Millimetre wave radiation interacts with the human body down to a depth of around half a millimetre into the skin at 100 GHz; less than this depth at higher frequencies, with greater penetration at lower frequencies. Interaction is exclusively with the skin, including the first layers of living tissue. It is therefore the ideal probe for the largest organ of the human body.
Spatial resolutions of measurements are down to half a wavelength in the skin, so range from 0.1 mm to 5 mm.
The medical applications of millimetre wave sensing technology are relatively undeveloped, mainly due to the subtlety of signatures and the absence of commercially available systems that generate high quality calibrated data. Likely applications are those associated with the early diagnosis of: skin cancers, skin moles, Raynaud's disease, psoriasis, scleroderma, eczema and diabetic (foot and leg) ulcers.
Moving to lower frequencies around 10 GHz will enable penetration to ~2 mm enabling signatures to be measured associated with circulatory disorders.
Potentially these measurements could be made of the whole of the human body in a period of seconds, enabling a new type of whole-body screening. Periodic measurements may identify precursors of developing disorders, in or just under the skin.
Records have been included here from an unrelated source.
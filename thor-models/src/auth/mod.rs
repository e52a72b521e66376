//! Credential lookup for API keys.
//!
//! Keys come from the provider's environment variable first and then from a
//! `.env` file, if one is configured. Either way the key is held as a
//! [`SecretString`] and never printed.
//!
//! # Example
//!
//! ```ignore
//! use thor_models::auth::CredentialStore;
//!
//! let store = CredentialStore::new().with_env_file(".env");
//! let key = store.get("anthropic")?;
//! ```

use std::env;
use std::path::{Path, PathBuf};

use secrecy::{ExposeSecret, SecretString};
use tracing::debug;

use crate::{Error, Result};

/// Provider API key.
///
/// `Debug` prints a placeholder; the raw value is only reachable through
/// [`ApiKey::expose_secret`], which the provider calls when building the
/// request headers.
#[derive(Clone)]
pub struct ApiKey(SecretString);

impl ApiKey {
    pub fn new(key: impl Into<String>) -> Self {
        Self(SecretString::from(key.into()))
    }

    pub fn expose_secret(&self) -> &str {
        self.0.expose_secret()
    }
}

impl std::fmt::Debug for ApiKey {
    fn fmt(&self, f: &mut std::fmt::Formatter<'_>) -> std::fmt::Result {
        f.write_str("ApiKey(***)")
    }
}

impl From<&str> for ApiKey {
    fn from(key: &str) -> Self {
        Self::new(key)
    }
}

const ENV_VARS: &[(&str, &str)] = &[("anthropic", "ANTHROPIC_API_KEY")];

fn env_var_for_provider(provider: &str) -> Option<&'static str> {
    ENV_VARS
        .iter()
        .find(|(p, _)| *p == provider)
        .map(|(_, v)| *v)
}

/// Where a credential was found.
#[derive(Debug, Clone, Copy, PartialEq, Eq)]
pub enum CredentialSource {
    /// Process environment.
    Environment,
    /// A dotenv file.
    EnvFile,
}

/// Read-only credential lookup over the environment and an optional `.env` file.
#[derive(Debug, Clone, Default)]
pub struct CredentialStore {
    env_file: Option<PathBuf>,
}

impl CredentialStore {
    pub fn new() -> Self {
        Self::default()
    }

    /// Also search this dotenv file when the variable is not set.
    pub fn with_env_file(mut self, path: impl Into<PathBuf>) -> Self {
        self.env_file = Some(path.into());
        self
    }

    /// Key for `provider`, or `Error::CredentialsNotFound` when neither
    /// source has a non-empty value.
    pub fn get(&self, provider: &str) -> Result<ApiKey> {
        self.lookup(provider)
            .map(|(key, _)| key)
            .ok_or_else(|| Error::CredentialsNotFound(provider.to_string()))
    }

    pub fn has(&self, provider: &str) -> bool {
        self.lookup(provider).is_some()
    }

    /// Get the source of a credential.
    pub fn credential_source(&self, provider: &str) -> Option<CredentialSource> {
        self.lookup(provider).map(|(_, source)| source)
    }

    fn lookup(&self, provider: &str) -> Option<(ApiKey, CredentialSource)> {
        let var = env_var_for_provider(provider)?;

        if let Ok(value) = env::var(var)
            && !value.trim().is_empty()
        {
            debug!(provider, "retrieved API key from environment");
            return Some((ApiKey::new(value.trim()), CredentialSource::Environment));
        }

        if let Some(path) = &self.env_file
            && let Some(value) = read_env_file(path, var)
        {
            debug!(provider, path = %path.display(), "retrieved API key from env file");
            return Some((ApiKey::new(value), CredentialSource::EnvFile));
        }

        None
    }
}

fn read_env_file(path: &Path, var: &str) -> Option<String> {
    let iter = dotenvy::from_path_iter(path).ok()?;
    iter.filter_map(|item| item.ok())
        .find(|(key, value)| key == var && !value.trim().is_empty())
        .map(|(_, value)| value.trim().to_string())
}

#[cfg(test)]
mod tests {
    use super::*;
    use serial_test::serial;
    use std::io::Write;

    fn env_file(contents: &str) -> tempfile::NamedTempFile {
        let mut file = tempfile::NamedTempFile::new().unwrap();
        file.write_all(contents.as_bytes()).unwrap();
        file
    }

    #[test]
    fn key_never_shows_in_debug_output() {
        let key = ApiKey::from("sk-ant-abc123");
        let printed = format!("{key:?} {:?}", Some(key.clone()));
        assert!(!printed.contains("abc123"));
        assert_eq!(key.expose_secret(), "sk-ant-abc123");
    }

    #[test]
    fn only_anthropic_has_a_variable() {
        assert_eq!(env_var_for_provider("anthropic"), Some("ANTHROPIC_API_KEY"));
        assert!(env_var_for_provider("openai").is_none());
    }

    #[test]
    #[serial]
    fn environment_wins_over_env_file() {
        let file = env_file("ANTHROPIC_API_KEY=from-file\n");
        // SAFETY: env-mutating tests are serialized
        unsafe { env::set_var("ANTHROPIC_API_KEY", "from-env") };

        let store = CredentialStore::new().with_env_file(file.path());
        let key = store.get("anthropic");
        let source = store.credential_source("anthropic");

        // SAFETY: env-mutating tests are serialized
        unsafe { env::remove_var("ANTHROPIC_API_KEY") };

        assert_eq!(key.unwrap().expose_secret(), "from-env");
        assert_eq!(source, Some(CredentialSource::Environment));
    }

    #[test]
    #[serial]
    fn env_file_used_when_variable_unset() {
        // SAFETY: env-mutating tests are serialized
        unsafe { env::remove_var("ANTHROPIC_API_KEY") };
        let file = env_file("# comment\nOTHER=1\nANTHROPIC_API_KEY=\"sk-ant-file\"\n");

        let store = CredentialStore::new().with_env_file(file.path());
        assert_eq!(store.get("anthropic").unwrap().expose_secret(), "sk-ant-file");
        assert_eq!(
            store.credential_source("anthropic"),
            Some(CredentialSource::EnvFile)
        );
    }

    #[test]
    #[serial]
    fn blank_variable_is_ignored() {
        // SAFETY: env-mutating tests are serialized
        unsafe { env::set_var("ANTHROPIC_API_KEY", "   ") };
        let store = CredentialStore::new();
        let has = store.has("anthropic");
        // SAFETY: env-mutating tests are serialized
        unsafe { env::remove_var("ANTHROPIC_API_KEY") };
        assert!(!has);
    }

    #[test]
    #[serial]
    fn missing_credentials_is_error() {
        // SAFETY: env-mutating tests are serialized
        unsafe { env::remove_var("ANTHROPIC_API_KEY") };
        let store = CredentialStore::new().with_env_file("/nonexistent/.env");
        let err = store.get("anthropic").unwrap_err();
        assert!(matches!(err, Error::CredentialsNotFound(p) if p == "anthropic"));
    }

    #[test]
    fn unknown_provider_is_error() {
        let err = CredentialStore::new().get("unknown-provider").unwrap_err();
        assert!(matches!(err, Error::CredentialsNotFound(_)));
    }
}
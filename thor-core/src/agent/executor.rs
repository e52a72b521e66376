//! Agent execution capability
//!
//! The coordinator never knows how an agent produces output. It hands an
//! [`AgentExecutor`] a snapshot of the agent and the step input, and records
//! whatever comes back.

use async_trait::async_trait;

use super::types::Agent;
use crate::error::ExecutionError;

/// Runs one step of work for an agent.
///
/// # Object Safety
///
/// This trait is object-safe; the coordinator holds an `Arc<dyn AgentExecutor>`.
#[async_trait]
pub trait AgentExecutor: Send + Sync {
    /// Produce the agent's output for `input`.
    async fn execute(&self, agent: &Agent, input: &str) -> Result<String, ExecutionError>;
}
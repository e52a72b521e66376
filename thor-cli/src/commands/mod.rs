pub mod config;
pub mod history;
pub mod model;
pub mod orchestrate;
pub mod recommend;
pub mod status;
pub mod usage;

use std::sync::Arc;

use anyhow::{Context, Result, bail};
use comfy_table::{Cell, Color, ContentArrangement, Table, presets::UTF8_FULL_CONDENSED};
use thor_core::{Ledger, SqliteStore, SystemClock, ThorContext};
use thor_models::TaskClass;
use thor_models::auth::CredentialStore;
use thor_models::providers::{AnthropicProvider, ConcurrencyLimited, ModelProvider};
use tracing::debug;

use crate::config::ThorConfig;

/// Open the ledger database named in the config
pub fn open_ledger(config: &ThorConfig) -> Result<Ledger> {
    let store = open_store(config)?;
    Ok(Ledger::open(
        store,
        config.ledger_config(),
        Arc::new(SystemClock),
    )?)
}

fn open_store(config: &ThorConfig) -> Result<Arc<SqliteStore>> {
    let path = &config.memory.database;
    debug!(path = %path.display(), "opening ledger database");
    let store = SqliteStore::open(path)
        .with_context(|| format!("opening ledger database {}", path.display()))?;
    Ok(Arc::new(store))
}

/// Assemble a context from the config, backed by simulated or real agents
pub fn build_context(config: &ThorConfig, simulate: bool) -> Result<ThorContext> {
    let builder = ThorContext::builder()
        .store(open_store(config)?)
        .coordinator_config(config.coordinator_config())
        .ledger_config(config.ledger_config())
        .daily_budget(config.budget.daily_limit);

    let builder = if simulate {
        builder.simulated(config.simulate_delay())
    } else {
        let provider = model_provider(config)?;
        builder.model(
            provider,
            TaskClass::parse(&config.model.classification),
            Some(config.tool_config()),
        )
    };
    Ok(builder.build()?)
}

fn model_provider(config: &ThorConfig) -> Result<Arc<dyn ModelProvider>> {
    if config.model.provider != "anthropic" {
        bail!(
            "Unsupported model provider '{}' (supported: anthropic)",
            config.model.provider
        );
    }
    let api_key = CredentialStore::new()
        .with_env_file(".env")
        .get("anthropic")
        .context("no Anthropic API key; set ANTHROPIC_API_KEY or run with --simulate")?;
    let provider: Arc<dyn ModelProvider> = Arc::new(AnthropicProvider::new(api_key));
    Ok(Arc::new(ConcurrencyLimited::new(
        provider,
        config.swarm.max_parallel,
    )))
}

/// Table with the house style and the given header
pub fn table(headers: &[&str]) -> Table {
    let mut table = Table::new();
    table.load_preset(UTF8_FULL_CONDENSED);
    table.set_content_arrangement(ContentArrangement::Dynamic);
    table.set_header(
        headers
            .iter()
            .map(|h| Cell::new(h).fg(Color::Cyan))
            .collect::<Vec<_>>(),
    );
    table
}

/// Shorten `text` to at most `max` characters for table cells
pub fn truncate(text: &str, max: usize) -> String {
    let flat = text.replace('\n', " ");
    if flat.chars().count() <= max {
        flat
    } else {
        let kept: String = flat.chars().take(max.saturating_sub(1)).collect();
        format!("{kept}…")
    }
}

#[cfg(test)]
mod tests {
    use super::*;

    #[test]
    fn test_truncate_short_text_untouched() {
        assert_eq!(truncate("hello", 10), "hello");
    }

    #[test]
    fn test_truncate_long_text() {
        assert_eq!(truncate("abcdefghij", 5), "abcd…");
    }

    #[test]
    fn test_truncate_flattens_newlines() {
        assert_eq!(truncate("a\nb", 10), "a b");
    }
}
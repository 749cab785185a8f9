pub mod r_decrypt;

pub use r_decrypt::r_decrypt;
pub mod key_storage;

// Réexportations key_storage
pub use key_storage::{
    biguint_to_hex, ensure_keys_directory, hex_to_biguint, json_to_keypair, json_to_public_key,
    json_to_secret_key, key_file_exists, keypair_to_json, load_keypair_json, load_public_key_json,
    public_key_to_json, save_keypair_json, save_public_key_json, secret_key_to_json, KeyPairJson,
    PublicKeyJson, SecretKeyJson,
};
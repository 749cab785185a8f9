pub mod oracle;

pub use oracle::{psi, psi_cardinality, psi_sum, psi_sum_int};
Millimetre wave diagnostics used on human skin could complement existing techniques (ultrasound, CT, MRI, PET) that are used to scan neighbouring regions of the body.
Currently, no effective millimetre wave medical diagnostic systems exist, but a diversity of highly mature devices and subsystems exist from which a diagnostic could be developed.
Visibility through bandages: Assessing the condition of healing wounds through bandages is another potential area of exploitation; bandages are transparent in the millimetre wave band. In many cases (typically for burn victims) the removal of bandages for inspection is painful. This technology offers a potential less disruptive route to a rapid assessment.